• EXERCISE OBJECTIVE:
Scan the entries for lines with the word "Option" and copy those lines.

(Saved data entries)
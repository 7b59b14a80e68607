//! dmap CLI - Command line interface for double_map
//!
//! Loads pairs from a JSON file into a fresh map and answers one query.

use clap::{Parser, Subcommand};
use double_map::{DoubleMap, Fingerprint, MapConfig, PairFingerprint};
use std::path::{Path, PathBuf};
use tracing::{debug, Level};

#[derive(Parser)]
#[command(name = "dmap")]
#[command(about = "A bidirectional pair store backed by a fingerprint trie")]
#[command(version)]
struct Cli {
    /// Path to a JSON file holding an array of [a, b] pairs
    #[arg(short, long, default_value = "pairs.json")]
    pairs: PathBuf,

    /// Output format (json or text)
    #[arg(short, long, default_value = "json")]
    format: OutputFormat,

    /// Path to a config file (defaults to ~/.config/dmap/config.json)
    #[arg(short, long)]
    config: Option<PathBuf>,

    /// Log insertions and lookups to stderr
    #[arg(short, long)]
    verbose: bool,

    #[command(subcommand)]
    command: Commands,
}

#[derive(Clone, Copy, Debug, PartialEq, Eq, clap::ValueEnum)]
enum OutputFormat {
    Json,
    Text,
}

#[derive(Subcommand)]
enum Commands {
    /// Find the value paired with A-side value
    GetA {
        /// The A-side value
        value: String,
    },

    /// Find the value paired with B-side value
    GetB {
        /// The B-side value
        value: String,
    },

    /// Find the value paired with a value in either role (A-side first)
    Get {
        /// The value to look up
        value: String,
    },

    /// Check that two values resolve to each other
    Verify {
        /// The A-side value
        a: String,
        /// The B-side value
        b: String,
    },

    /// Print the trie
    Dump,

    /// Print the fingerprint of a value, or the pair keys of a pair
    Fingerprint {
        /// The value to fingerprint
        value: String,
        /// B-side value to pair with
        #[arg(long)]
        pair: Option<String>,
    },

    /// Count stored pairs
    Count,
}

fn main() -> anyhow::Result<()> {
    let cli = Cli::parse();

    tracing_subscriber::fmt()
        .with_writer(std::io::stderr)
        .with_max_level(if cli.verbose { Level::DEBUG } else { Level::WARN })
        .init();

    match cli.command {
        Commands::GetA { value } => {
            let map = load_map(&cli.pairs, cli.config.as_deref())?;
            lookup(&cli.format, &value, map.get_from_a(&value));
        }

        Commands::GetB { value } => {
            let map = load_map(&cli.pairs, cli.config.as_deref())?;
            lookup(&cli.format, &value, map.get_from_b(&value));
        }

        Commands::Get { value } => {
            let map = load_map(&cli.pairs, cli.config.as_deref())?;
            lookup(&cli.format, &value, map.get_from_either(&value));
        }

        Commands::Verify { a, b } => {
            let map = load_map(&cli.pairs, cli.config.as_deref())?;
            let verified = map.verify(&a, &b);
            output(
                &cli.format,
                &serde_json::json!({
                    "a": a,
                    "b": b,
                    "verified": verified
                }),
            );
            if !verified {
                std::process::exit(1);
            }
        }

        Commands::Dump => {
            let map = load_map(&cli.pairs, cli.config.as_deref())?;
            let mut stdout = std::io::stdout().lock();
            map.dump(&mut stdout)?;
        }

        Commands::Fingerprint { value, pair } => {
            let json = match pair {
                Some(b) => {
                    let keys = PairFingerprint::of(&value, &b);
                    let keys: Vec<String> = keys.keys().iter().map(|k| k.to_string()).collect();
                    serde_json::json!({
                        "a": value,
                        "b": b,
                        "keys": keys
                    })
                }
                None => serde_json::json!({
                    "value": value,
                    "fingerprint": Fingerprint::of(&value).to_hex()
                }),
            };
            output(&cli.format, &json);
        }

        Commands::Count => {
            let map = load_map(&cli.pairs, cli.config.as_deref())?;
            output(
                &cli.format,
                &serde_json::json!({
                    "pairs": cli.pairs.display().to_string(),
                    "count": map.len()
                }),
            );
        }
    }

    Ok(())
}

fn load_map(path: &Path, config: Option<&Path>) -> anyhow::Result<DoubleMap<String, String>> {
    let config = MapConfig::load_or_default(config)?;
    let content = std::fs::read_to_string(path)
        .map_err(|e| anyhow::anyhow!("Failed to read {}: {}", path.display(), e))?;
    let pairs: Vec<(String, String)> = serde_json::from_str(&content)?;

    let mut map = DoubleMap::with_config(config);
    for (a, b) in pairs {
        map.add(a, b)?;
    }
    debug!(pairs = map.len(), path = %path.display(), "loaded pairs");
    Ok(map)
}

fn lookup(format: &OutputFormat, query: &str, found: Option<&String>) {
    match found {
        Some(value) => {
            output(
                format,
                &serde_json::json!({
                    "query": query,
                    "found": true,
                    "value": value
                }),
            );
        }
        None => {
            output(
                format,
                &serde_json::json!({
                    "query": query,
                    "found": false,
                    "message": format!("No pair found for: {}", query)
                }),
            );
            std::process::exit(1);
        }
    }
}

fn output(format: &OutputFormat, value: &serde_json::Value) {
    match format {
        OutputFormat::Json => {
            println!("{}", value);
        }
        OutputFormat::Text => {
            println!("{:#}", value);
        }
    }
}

• EXERCISE ANSWER:
    config: Option<PathBuf>,
        pair: Option<String>,
fn load_map(path: &Path, config: Option<&Path>) -> anyhow::Result<DoubleMap<String, String>> {
fn lookup(format: &OutputFormat, query: &str, found: Option<&String>) {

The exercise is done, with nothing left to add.